How to Deal with Ransomed Files
It’s difficult not to panic when confronted with a menacing cyber ransom note on your computer screen. However, some ransomware variants have free solutions posted online.
The first place victims should look is nomoreransom.org, a site backed by security firms and cybersecurity organizations in 22 countries. Since its launch in July 2016, nomoreransom.org estimates that it has been able to save 6,000 victims of ransomware more than $2 million to date. Its Crypto Sheriff page will inform you of options to unlock files for free.
Another helpful destination for ransomware victims is BleepingComputer.com, which has a Ransomware Help and Tech Support section that may save you time and money. Their resource page for the WannaCry malware can be found here.
Running out of Time
If you run out of time before the ransomware separates you from your data for good, your options are to restore your backup or pay the ransom.
Most law enforcement agencies will advise you to pay the ransom and report the crime. If you do not have your data backed up, paying the ransom – typically from $300 in WannaCry to $600 or more – is less painful than losing all your files.
“You’re going to get hit eventually,” said Jacob Stauffer, co-founder of Coherent Cyber, a local cybersecurity company that focuses on cyber threat hunting, incident response, and forensics. “If you did not follow best practices before an attack, then we can offer cyber response services to help a business pay the ransom and restore access to company files.”

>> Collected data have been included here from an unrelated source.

//! Interactive play over a line-based terminal.

use crate::input::{parse_input, Input};
use crate::render::render_board;
use anyhow::{Context, Result};
use std::io::{BufRead, Write};
use strictly_cube::{GameEngine, MoveOutcome};
use tracing::{debug, info, instrument};

const HELP: &str = "\
Enter a move as `x y z` (or `x,y,z`), each between 0 and N-1.
Commands: r = reset, s = scores, h = help, q = quit";

/// Runs the interactive loop until `quit` or end of input.
///
/// Engine errors (occupied cell, out of range, game over) are reported
/// and the player is asked again.
#[instrument(skip_all, fields(size = engine.size()))]
pub fn run_play<R: BufRead, W: Write>(
    engine: &mut GameEngine,
    input: R,
    mut output: W,
) -> Result<()> {
    info!("Starting interactive game");
    writeln!(output, "{HELP}\n")?;
    write!(output, "{}", render_board(&engine.current_state()))?;
    prompt(&mut output)?;

    for line in input.lines() {
        let line = line.context("Failed to read input")?;
        let command = match parse_input(&line) {
            Ok(command) => command,
            Err(e) => {
                writeln!(output, "{e}")?;
                prompt(&mut output)?;
                continue;
            }
        };
        debug!(?command, "Parsed input");

        match command {
            Input::Quit => break,
            Input::Help => writeln!(output, "{HELP}")?,
            Input::Scores => writeln!(output, "{}", engine.scoreboard())?,
            Input::Reset => {
                engine.reset();
                write!(output, "{}", render_board(&engine.current_state()))?;
            }
            Input::Move(coord) => match engine.apply_move(coord) {
                Ok(outcome) => {
                    write!(output, "{}", render_board(&engine.current_state()))?;
                    if !matches!(outcome, MoveOutcome::Continue(_)) {
                        writeln!(output, "{}", engine.scoreboard())?;
                        writeln!(output, "Press 'r' to reset the game")?;
                    }
                }
                Err(e) => writeln!(output, "{e}")?,
            },
        }
        prompt(&mut output)?;
    }

    info!(games = engine.scoreboard().games(), "Interactive game finished");
    Ok(())
}

fn prompt<W: Write>(output: &mut W) -> Result<()> {
    write!(output, "> ")?;
    output.flush().context("Failed to flush output")
}
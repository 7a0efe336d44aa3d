//! History consistency invariant: history matches the board.

use super::Invariant;
use crate::engine::GameEngine;
use crate::types::Cell;

/// Invariant: every filled cell has a history entry and vice versa.
pub struct HistoryConsistentInvariant;

impl Invariant<GameEngine> for HistoryConsistentInvariant {
    fn holds(engine: &GameEngine) -> bool {
        let board = engine.board();
        board.filled() == engine.history().len()
            && engine
                .history()
                .iter()
                .all(|mov| board.get(mov.coord) == Ok(Cell::Occupied(mov.player)))
    }

    fn description() -> &'static str {
        "History is consistent with the board"
    }
}
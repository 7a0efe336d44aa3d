//! Line-based input parsing for the interactive front end.

use derive_more::Display;
use strictly_cube::Coord;

/// One parsed line of user input.
#[derive(Debug, Clone, Copy, PartialEq, Eq)]
pub enum Input {
    /// Place a mark at a coordinate.
    Move(Coord),
    /// Start a new game.
    Reset,
    /// Show the scoreboard.
    Scores,
    /// Show the command summary.
    Help,
    /// Leave the game.
    Quit,
}

/// Input that could not be understood.
#[derive(Debug, Clone, PartialEq, Eq, Display)]
pub enum InputError {
    /// Nothing was typed.
    #[display("Empty input")]
    Empty,
    /// A coordinate needs exactly three components.
    #[display("Expected three coordinates, got {}", _0)]
    WrongArity(usize),
    /// A component is not a non-negative integer.
    #[display("Not a coordinate: {}", _0)]
    NotANumber(String),
}

impl std::error::Error for InputError {}

/// Parses `x y z`, `x,y,z`, `(x, y, z)` or a command word.
pub fn parse_input(line: &str) -> Result<Input, InputError> {
    let trimmed = line.trim();
    match trimmed.to_lowercase().as_str() {
        "" => return Err(InputError::Empty),
        "r" | "reset" => return Ok(Input::Reset),
        "s" | "scores" => return Ok(Input::Scores),
        "h" | "help" | "?" => return Ok(Input::Help),
        "q" | "quit" | "exit" => return Ok(Input::Quit),
        _ => {}
    }

    let parts: Vec<&str> = trimmed
        .trim_start_matches('(')
        .trim_end_matches(')')
        .split(|c: char| c == ',' || c.is_whitespace())
        .filter(|s| !s.is_empty())
        .collect();
    if parts.len() != 3 {
        return Err(InputError::WrongArity(parts.len()));
    }

    let mut values = [0usize; 3];
    for (value, part) in values.iter_mut().zip(&parts) {
        *value = part
            .parse()
            .map_err(|_| InputError::NotANumber((*part).to_string()))?;
    }
    Ok(Input::Move(Coord::new(values[0], values[1], values[2])))
}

Reporting the ransomware incident gives law enforcement a greater understanding of the threat and provides justification for ransomware investigations, as well as relevant information for ongoing ransomware cases. Knowing more about victims and their experiences with ransomware helps the FBI determine who is behind the attacks and how they are identifying or targeting victims.
Remember: A good offense is solid cyber defense.
“Simply put, WannaCry separates those companies who have their security act together from those that do not,” said John Dickson, security expert and principal at the Denim Group, a company that develops secure, resilient software and provides security advisory and testing services. “System updating – i.e. ‘patching’ – is one of the most mundane aspects of IT management.
“However, when these worldwide malware pandemics occur, patching suddenly becomes critical to an organization’s capability to withstand a sophisticated threat.”